**How to complete this task:** Filter the entries below down to the lines that hold "clipboard".

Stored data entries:
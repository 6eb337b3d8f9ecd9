//! OSC 52 clipboard codec
//!
//! Builds the terminal escape sequence that asks the emulator to set its
//! clipboard, wrapped for tmux or GNU screen when the program runs inside
//! one of them.

use base64::{Engine as _, engine::general_purpose::STANDARD};

use crate::probe::Capabilities;

/// OSC 52 introducer with the clipboard selection (`c`)
pub const OSC52_PREFIX: &str = "\x1b]52;c;";
/// ST, used for every sequence this module emits
pub const STRING_TERMINATOR: &str = "\x1b\\";
/// tmux DCS pass-through introducer
pub const TMUX_PREFIX: &str = "\x1bPtmux;";
/// GNU screen DCS pass-through introducer
pub const SCREEN_PREFIX: &str = "\x1bP";

/// Envelope needed to get the sequence past a multiplexer
#[derive(Debug, Clone, Copy, PartialEq, Eq)]
pub enum Passthrough {
    None,
    Tmux,
    Screen,
}

impl Passthrough {
    /// tmux wins when both sessions are detected
    pub fn for_session(caps: &Capabilities) -> Self {
        if caps.tmux {
            Passthrough::Tmux
        } else if caps.screen {
            Passthrough::Screen
        } else {
            Passthrough::None
        }
    }
}

/// A ready-to-write escape sequence
#[derive(Debug, Clone, PartialEq, Eq)]
pub struct Osc52Sequence {
    pub bytes: Vec<u8>,
    /// The base64 text was cut at the configured bound
    pub truncated: bool,
}

/// Base64-encode `payload`, keeping at most `max_b64` characters
pub fn encode_base64(payload: &[u8], max_b64: usize) -> (String, bool) {
    let mut encoded = STANDARD.encode(payload);
    if encoded.len() > max_b64 {
        // Base64 output is ASCII, so any index is a char boundary
        encoded.truncate(max_b64);
        (encoded, true)
    } else {
        (encoded, false)
    }
}

/// Format: `ESC ] 52 ; c ; {base64} ESC \`
pub fn encode_osc52(base64: &str) -> String {
    format!("{}{}{}", OSC52_PREFIX, base64, STRING_TERMINATOR)
}

/// Wrap an OSC sequence in the pass-through envelope
///
/// tmux ends its DCS at the first lone ESC, so every ESC inside the inner
/// sequence is doubled. screen needs no doubling.
pub fn wrap(osc: &str, passthrough: Passthrough) -> String {
    match passthrough {
        Passthrough::None => osc.to_string(),
        Passthrough::Tmux => format!(
            "{}{}{}",
            TMUX_PREFIX,
            osc.replace('\x1b', "\x1b\x1b"),
            STRING_TERMINATOR
        ),
        Passthrough::Screen => format!("{}{}{}", SCREEN_PREFIX, osc, STRING_TERMINATOR),
    }
}

/// Encode, bound and wrap `payload` in one step
pub fn build_sequence(payload: &[u8], max_b64: usize, passthrough: Passthrough) -> Osc52Sequence {
    let (base64, truncated) = encode_base64(payload, max_b64);
    let osc = encode_osc52(&base64);
    let wrapped = wrap(&osc, passthrough);

    log::debug!(
        "OSC 52: base64 {} chars (max {}), sequence {} bytes, passthrough {:?}",
        base64.len(),
        max_b64,
        wrapped.len(),
        passthrough
    );

    Osc52Sequence {
        bytes: wrapped.into_bytes(),
        truncated,
    }
}

#[cfg(test)]
#[path = "osc52_tests.rs"]
mod osc52_tests;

**Expected output:**
//! OSC 52 clipboard codec
//! clipboard, wrapped for tmux or GNU screen when the program runs inside
/// OSC 52 introducer with the clipboard selection (`c`)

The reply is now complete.